Jeremy Corbyn today condemned Donald Trump’s decision to bomb Syria as a senior backbencher said the air strikes should command Labour’s “full support”.

Corbyn said the overnight raid on a Syrian air base risked “escalating” the conflict and called on Theresa May to rein in the US president.

His statement, published shortly after 11am, came after the chair of Labour’s backbench defence committee swung behind the American action. John Woodcock said the decision to drop the 59 Tomahawk missiles was “proportionate”.

The issue has proved enormously difficult for Labour and, in December 2015, then shadow foreign secretary Hilary Benn won applause from across the Commons for an emotional speech in which he called for British airstrikes against ISIS to be extended into Syria. Little more than six months later he was sacked.

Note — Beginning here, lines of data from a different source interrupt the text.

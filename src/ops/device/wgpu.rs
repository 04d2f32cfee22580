//! [`DeviceApi`] over `wgpu`.
//!
//! Platforms are `wgpu` backends (Vulkan, Metal, DX12, GL), devices are the
//! adapters each backend exposes. GPUs count as accelerators; software
//! rasterizers and other CPU adapters are the general-purpose fallback.
//!
//! `wgpu` reports most failures through error scopes rather than return
//! values, so every fallible device call runs inside [`scoped`].

use core::time::Duration;
use std::sync::mpsc;
use std::sync::Arc;

use tracing::{debug, error, warn};
use wgpu::util::DeviceExt;

use super::{BufferAccess, DeviceApi, DeviceClass, DispatchGeometry, KernelArgs, KernelAsset};
use crate::error::{DeviceError, DeviceState};

/// Two `u64` ticks: start and end of the compute pass.
const TIMESTAMP_BYTES: u64 = 2 * core::mem::size_of::<u64>() as u64;

/// The `wgpu` device layer.
pub struct WgpuApi {
    instance: wgpu::Instance,
    backends: wgpu::Backends,
}

impl WgpuApi {
    /// Uses the backends named by `WGPU_BACKEND`, or all of them.
    pub fn new() -> Self {
        Self::with_backends(wgpu::Backends::from_env().unwrap_or(wgpu::Backends::all()))
    }

    pub fn with_backends(backends: wgpu::Backends) -> Self {
        let instance = wgpu::Instance::new(&wgpu::InstanceDescriptor {
            backends,
            ..Default::default()
        });
        Self { instance, backends }
    }
}

impl Default for WgpuApi {
    fn default() -> Self {
        Self::new()
    }
}

/// Adapters sharing one backend.
pub struct WgpuPlatform {
    backend: wgpu::Backend,
    adapters: Vec<Arc<wgpu::Adapter>>,
}

pub struct WgpuDevice {
    adapter: Arc<wgpu::Adapter>,
    info: wgpu::AdapterInfo,
}

pub struct WgpuContext {
    device: wgpu::Device,
    queue: wgpu::Queue,
    timestamps: bool,
    limits: wgpu::Limits,
}

/// Per-queue timestamp instrumentation.
struct Timer {
    query_set: wgpu::QuerySet,
    resolve: WgpuBuffer,
    readback: WgpuBuffer,
    /// Nanoseconds per tick.
    period: f32,
}

pub struct WgpuQueue {
    timer: Option<Timer>,
}

pub struct WgpuKernel {
    layout: wgpu::BindGroupLayout,
    pipeline: wgpu::ComputePipeline,
}

/// A device buffer, destroyed as soon as it is dropped.
pub struct WgpuBuffer {
    buffer: wgpu::Buffer,
    size: u64,
}

impl Drop for WgpuBuffer {
    fn drop(&mut self) {
        self.buffer.destroy();
    }
}

pub struct WgpuBindings {
    group: wgpu::BindGroup,
    // Kept alive until the dispatch that reads it has been dropped.
    _params: WgpuBuffer,
}

pub struct WgpuEvent {
    _submission: wgpu::SubmissionIndex,
}

fn backend_rank(backend: wgpu::Backend) -> u8 {
    match backend {
        wgpu::Backend::Vulkan => 0,
        wgpu::Backend::Metal => 1,
        wgpu::Backend::Dx12 => 2,
        wgpu::Backend::Gl => 3,
        _ => 4,
    }
}

fn classify(device_type: wgpu::DeviceType) -> (DeviceClass, u8) {
    match device_type {
        wgpu::DeviceType::DiscreteGpu => (DeviceClass::Accelerator, 0),
        wgpu::DeviceType::IntegratedGpu => (DeviceClass::Accelerator, 1),
        wgpu::DeviceType::VirtualGpu => (DeviceClass::Accelerator, 2),
        wgpu::DeviceType::Cpu => (DeviceClass::Processor, 0),
        wgpu::DeviceType::Other => (DeviceClass::Processor, 1),
    }
}

/// Runs `f` inside validation and out-of-memory error scopes.
fn scoped<T>(
    device: &wgpu::Device,
    state: DeviceState,
    f: impl FnOnce() -> T,
) -> Result<T, DeviceError> {
    device.push_error_scope(wgpu::ErrorFilter::OutOfMemory);
    device.push_error_scope(wgpu::ErrorFilter::Validation);
    let value = f();
    let validation = pollster::block_on(device.pop_error_scope());
    let oom = pollster::block_on(device.pop_error_scope());
    match validation.or(oom) {
        Some(e) => Err(DeviceError::at(state, e)),
        None => Ok(value),
    }
}

/// Blocking map of `buffer` for reading, copied into `out`.
fn map_read(
    device: &wgpu::Device,
    buffer: &wgpu::Buffer,
    state: DeviceState,
    out: &mut [u8],
) -> Result<(), DeviceError> {
    let slice = buffer.slice(..);
    let (tx, rx) = mpsc::channel();
    slice.map_async(wgpu::MapMode::Read, move |result| {
        let _ = tx.send(result);
    });
    device
        .poll(wgpu::PollType::Wait)
        .map_err(|e| DeviceError::at(state, e))?;
    rx.recv()
        .map_err(|e| DeviceError::at(state, e))?
        .map_err(|e| DeviceError::at(state, e))?;
    {
        let view = slice.get_mapped_range();
        out.copy_from_slice(&view[..out.len()]);
    }
    buffer.unmap();
    Ok(())
}

fn storage_entry(binding: u32, read_only: bool) -> wgpu::BindGroupLayoutEntry {
    wgpu::BindGroupLayoutEntry {
        binding,
        visibility: wgpu::ShaderStages::COMPUTE,
        ty: wgpu::BindingType::Buffer {
            ty: wgpu::BufferBindingType::Storage { read_only },
            has_dynamic_offset: false,
            min_binding_size: None,
        },
        count: None,
    }
}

Today Corbyn condemned Assad’s “horrific” chemical attack on his own people, which took place on Tuesday, as a “war crime” but said US action without UN approval could worsen the violence.

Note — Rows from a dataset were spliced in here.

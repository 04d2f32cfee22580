use std::io::{self, Write};
use std::process::ExitCode;
use std::time::{SystemTime, UNIX_EPOCH};

use anyhow::{Context, Result};
use clap::Parser;
use tracing::info;

use affine_bench::backend::BackendKind;
use affine_bench::bench::{self, BenchConfig, BenchRun, DEFAULT_POINTS};
use affine_bench::input::{ScalarReader, SCALE_NAMES, TRANSLATE_NAMES};
use affine_bench::matrix::TransformParams;

/// Applies a 4x4 scale + translate transform to a random point cloud on
/// each backend and compares the timings
#[derive(Parser, Debug)]
#[command(name = "affine-bench")]
#[command(version)]
struct Cli {
    /// Number of points in the cloud
    #[arg(short = 'n', long, env = "AFFINE_BENCH_POINTS", default_value_t = DEFAULT_POINTS)]
    points: usize,

    /// Seed for the point generator
    ///
    /// Defaults to the wall clock; the value used is logged.
    #[arg(short, long, env = "AFFINE_BENCH_SEED")]
    seed: Option<u64>,

    /// Worker threads for the parallel backend (runtime default if unset)
    #[arg(short, long, env = "AFFINE_BENCH_WORKERS", value_parser = parse_workers)]
    workers: Option<usize>,

    /// Backends to run, in order
    #[arg(
        short,
        long = "backend",
        env = "AFFINE_BENCH_BACKENDS",
        value_enum,
        value_delimiter = ',',
        default_values_t = BackendKind::ALL
    )]
    backends: Vec<BackendKind>,

    /// Transformed points to print per backend
    #[arg(long, env = "AFFINE_BENCH_PREVIEW", default_value_t = 5)]
    preview: usize,

    /// Translation (tx, ty, tz); prompted for on stdin if absent
    #[arg(
        long,
        env = "AFFINE_BENCH_TRANSLATE",
        num_args = 3,
        value_names = ["TX", "TY", "TZ"],
        value_delimiter = ',',
        allow_negative_numbers = true
    )]
    translate: Option<Vec<f32>>,

    /// Scale (sx, sy, sz); prompted for on stdin if absent
    #[arg(
        long,
        env = "AFFINE_BENCH_SCALE",
        num_args = 3,
        value_names = ["SX", "SY", "SZ"],
        value_delimiter = ',',
        allow_negative_numbers = true
    )]
    scale: Option<Vec<f32>>,
}

fn parse_workers(s: &str) -> Result<usize, String> {
    match s.parse::<usize>() {
        Ok(0) => Err("must be at least 1".into()),
        Ok(n) => Ok(n),
        Err(e) => Err(e.to_string()),
    }
}

fn triple(values: &[f32], flag: &str) -> Result<[f32; 3]> {
    <[f32; 3]>::try_from(values)
        .with_context(|| format!("--{flag} takes exactly 3 values, got {}", values.len()))
}

/// Takes each triple from the command line, or prompts for it on stdin.
fn read_params(cli: &Cli) -> Result<TransformParams> {
    let stdin = io::stdin();
    let mut reader = ScalarReader::new(stdin.lock());
    let mut prompt = |text: &str, names: [&str; 3]| -> Result<[f32; 3]> {
        print!("{text}");
        io::stdout().flush()?;
        Ok(reader.read_triple(names)?)
    };

    let translate = match &cli.translate {
        Some(v) => triple(v, "translate")?,
        None => prompt("Enter tx, ty, tz (translation): ", TRANSLATE_NAMES)?,
    };
    let scale = match &cli.scale {
        Some(v) => triple(v, "scale")?,
        None => prompt("Enter sx, sy, sz (scale): ", SCALE_NAMES)?,
    };
    Ok(TransformParams { translate, scale })
}

fn wall_clock_seed() -> u64 {
    SystemTime::now()
        .duration_since(UNIX_EPOCH)
        .map_or(0, |d| d.as_nanos() as u64)
}

fn print_run(run: &BenchRun, preview: usize) {
    for outcome in &run.outcomes {
        let kind = outcome.report.backend;
        println!("\nResults (first {preview} points, {kind}):");
        for (i, p) in outcome.cloud.preview(preview).iter().enumerate() {
            println!("P{i}' = ({:.2}, {:.2}, {:.2})", p.x, p.y, p.z);
        }
    }

    println!();
    for outcome in &run.outcomes {
        let report = &outcome.report;
        let kernel = report
            .kernel_ms()
            .map_or_else(|| "n/a".to_string(), |ms| format!("{ms:.3} ms"));
        println!(
            "{:<10} total {:.3} ms, kernel {kernel}",
            report.backend.to_string(),
            report.elapsed_ms()
        );
    }

    if let Some(s) = run.speedup(BackendKind::Parallel) {
        println!("Speedup (seq/parallel) = {s:.2} x");
    }
    if let Some(s) = run.speedup(BackendKind::Device) {
        println!("Speedup (seq/device) = {s:.2} x");
    }

    if let Some((backend, index)) = run.first_mismatch() {
        eprintln!("warning: {backend} results differ from the first backend at point {index}");
    }
}

fn run(cli: Cli) -> Result<()> {
    let seed = cli.seed.unwrap_or_else(|| {
        let seed = wall_clock_seed();
        info!(seed, "no seed given, using the wall clock");
        seed
    });

    let params = read_params(&cli)?;
    let config = BenchConfig {
        points: cli.points,
        seed,
        workers: cli.workers,
        backends: cli.backends,
        preview: cli.preview,
    };
    info!(?config, ?params, "starting run");

    let run = bench::run(&config, &params)?;
    print_run(&run, config.preview);
    Ok(())
}

fn main() -> ExitCode {
    tracing_subscriber::fmt()
        .with_writer(io::stderr)
        .with_env_filter(
            tracing_subscriber::EnvFilter::try_from_default_env()
                .unwrap_or_else(|_| tracing_subscriber::EnvFilter::new("info")),
        )
        .init();

    match run(Cli::parse()) {
        Ok(()) => ExitCode::SUCCESS,
        Err(e) => {
            eprintln!("error: {e:#}");
            ExitCode::FAILURE
        }
    }
}
//! # Backend Layer
//!
//! The three implementations of the point transform and the glue that picks
//! one at runtime.
//!
//! ## Submodules
//!
//! - [`cpu`]: sequential baseline and the rayon-backed parallel loop
//! - [`device`]: offload to a compute device, `wgpu` by default
//! - [`dispatch`]: builds a boxed backend from a [`BackendKind`](crate::backend::BackendKind)
//!
//! ## Adding a Backend
//!
//! 1. Implement [`ComputeBackend`](crate::backend::ComputeBackend) for it
//! 2. Give it a [`BackendKind`](crate::backend::BackendKind) variant
//! 3. Construct it in [`dispatch::create_backend`]
//!
//! Whatever the backend, every output coordinate is the same left-to-right
//! 4-term sum, so results can be compared bit for bit.
//!
//! ## Feature Flags
//!
//! - `simd`: SSE host path on x86-64
//! - `wgpu`: the `wgpu` device layer (on by default)

pub mod cpu;
pub mod device;
pub mod dispatch;
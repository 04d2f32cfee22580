//! The 4×4 affine transform applied by every backend.
//!
//! The matrix is stored row-major as 16 `f32` values, exactly the layout the
//! device kernel reads. Only scale (diagonal) and translation (last column)
//! are ever populated.

use crate::cloud::Point;
use crate::error::BenchError;

/// Row-major 4×4 matrix, as uploaded to the device.
pub type Matrix16 = [f32; 16];

/// An immutable scale + translate transform.
#[derive(Debug, Clone, Copy, PartialEq)]
pub struct TransformMatrix {
    m: Matrix16,
}

impl TransformMatrix {
    /// Builds the affine matrix for per-axis scale `(sx, sy, sz)` followed by
    /// translation `(tx, ty, tz)`.
    ///
    /// Zero and negative scales are accepted: a zero scale collapses that axis
    /// onto its translation value.
    ///
    /// # Example
    ///
    /// ```
    /// use affine_bench::matrix::TransformMatrix;
    ///
    /// let m = TransformMatrix::build(2.0, 2.0, 2.0, 1.0, 2.0, 3.0);
    /// assert_eq!(m.as_array()[3], 1.0);
    /// assert_eq!(m.as_array()[15], 1.0);
    /// ```
    #[must_use]
    pub const fn build(sx: f32, sy: f32, sz: f32, tx: f32, ty: f32, tz: f32) -> Self {
        let mut m = [0.0f32; 16];
        m[0] = sx;
        m[5] = sy;
        m[10] = sz;
        m[15] = 1.0;

        m[3] = tx;
        m[7] = ty;
        m[11] = tz;

        Self { m }
    }

    /// The identity transform.
    #[must_use]
    pub const fn identity() -> Self {
        Self::build(1.0, 1.0, 1.0, 0.0, 0.0, 0.0)
    }

    /// Raw row-major values.
    #[must_use]
    pub const fn as_array(&self) -> &Matrix16 {
        &self.m
    }

    /// Element at `(row, col)`.
    #[must_use]
    pub const fn get(&self, row: usize, col: usize) -> f32 {
        self.m[row * 4 + col]
    }

    /// Computes `M·p`.
    ///
    /// Each output coordinate is the 4-term sum `m0*x + m1*y + m2*z + m3*w`
    /// evaluated left to right. Every backend, the kernel included, uses this
    /// exact order so results agree bit for bit.
    #[inline]
    #[must_use]
    pub fn apply(&self, p: Point) -> Point {
        let m = &self.m;
        let Point { x, y, z, w } = p;
        Point {
            x: m[0] * x + m[1] * y + m[2] * z + m[3] * w,
            y: m[4] * x + m[5] * y + m[6] * z + m[7] * w,
            z: m[8] * x + m[9] * y + m[10] * z + m[11] * w,
            w: m[12] * x + m[13] * y + m[14] * z + m[15] * w,
        }
    }
}

impl Default for TransformMatrix {
    fn default() -> Self {
        Self::identity()
    }
}

/// The six scalars a run is parameterized by.
#[derive(Debug, Clone, Copy, PartialEq)]
pub struct TransformParams {
    /// `(tx, ty, tz)`
    pub translate: [f32; 3],
    /// `(sx, sy, sz)`
    pub scale: [f32; 3],
}

impl TransformParams {
    /// Rejects non-finite scalars.
    ///
    /// # Errors
    ///
    /// Returns [`BenchError::Input`] naming the first offending value.
    pub fn validate(&self) -> Result<(), BenchError> {
        let named = [
            ("tx", self.translate[0]),
            ("ty", self.translate[1]),
            ("tz", self.translate[2]),
            ("sx", self.scale[0]),
            ("sy", self.scale[1]),
            ("sz", self.scale[2]),
        ];
        match named.iter().find(|(_, v)| !v.is_finite()) {
            Some((name, v)) => Err(BenchError::Input(format!("{name} must be finite, got {v}"))),
            None => Ok(()),
        }
    }

    /// Builds the matrix for these parameters.
    #[must_use]
    pub const fn matrix(&self) -> TransformMatrix {
        let [tx, ty, tz] = self.translate;
        let [sx, sy, sz] = self.scale;
        TransformMatrix::build(sx, sy, sz, tx, ty, tz)
    }
}

impl Default for TransformParams {
    fn default() -> Self {
        Self {
            translate: [0.0; 3],
            scale: [1.0; 3],
        }
    }
}
//! Data model for parsed settings dumps and category tables.

use serde::{Deserialize, Serialize};
use std::collections::HashMap;

/// A single parsed setting value
///
/// Values are kept verbatim: no normalization of case or whitespace,
/// so `16M` and `16777216` compare unequal by design.
#[derive(Debug, Clone, PartialEq, Eq, Serialize, Deserialize)]
pub struct VariableRecord {
    /// Raw value text with the variable-name prefix and surrounding
    /// whitespace removed
    pub value: String,
}

/// All settings of one dump, keyed by variable name.
///
/// Duplicate names within a dump resolve last-write-wins.
pub type VariableSet = HashMap<String, VariableRecord>;

/// Display/grouping metadata for one variable from the category table
#[derive(Debug, Clone, PartialEq, Eq, Serialize, Deserialize)]
pub struct CategoryRecord {
    /// Parameter name as written in my.cnf (mandatory)
    pub cnf_param_name: String,

    /// Unit of the value, e.g. `ms` or `bytes` (optional)
    pub unit: Option<String>,

    /// Grouping category, e.g. `Network` (optional)
    pub category: Option<String>,
}

/// Category metadata for all known variables, keyed by variable name
pub type CategoryTable = HashMap<String, CategoryRecord>;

“Unilateral military action without legal authorisation or independent verification risks intensifying a multi-sided conflict that has already killed hundreds of thousands of people,” Corbyn said.

“The British government should urge restraint on the Trump administration and throw its weight behind peace negotiations and a comprehensive political settlement.”

Earlier Woodcock published a statement in which he backed the action but called for Britain to step up its humanitarian effort.

“The US action overnight was proportionate and should have Labour’s full support. Chemical weapons were outlawed after their horrific impact in the First World War and failure to respond to the chilling gas attack in Idlib province this week would have emboldened regimes to use them more often, including potentially against British troops.

“It is disappointing that the UK government sat on its hands until the US acted – 24 hours ago Theresa May was insisting no one was contemplating a military response.

“But now the UK should use this moment to take the lead in pushing for wider humanitarian protection which could enable desperately needed aid to get through to starving Syrian civilians.”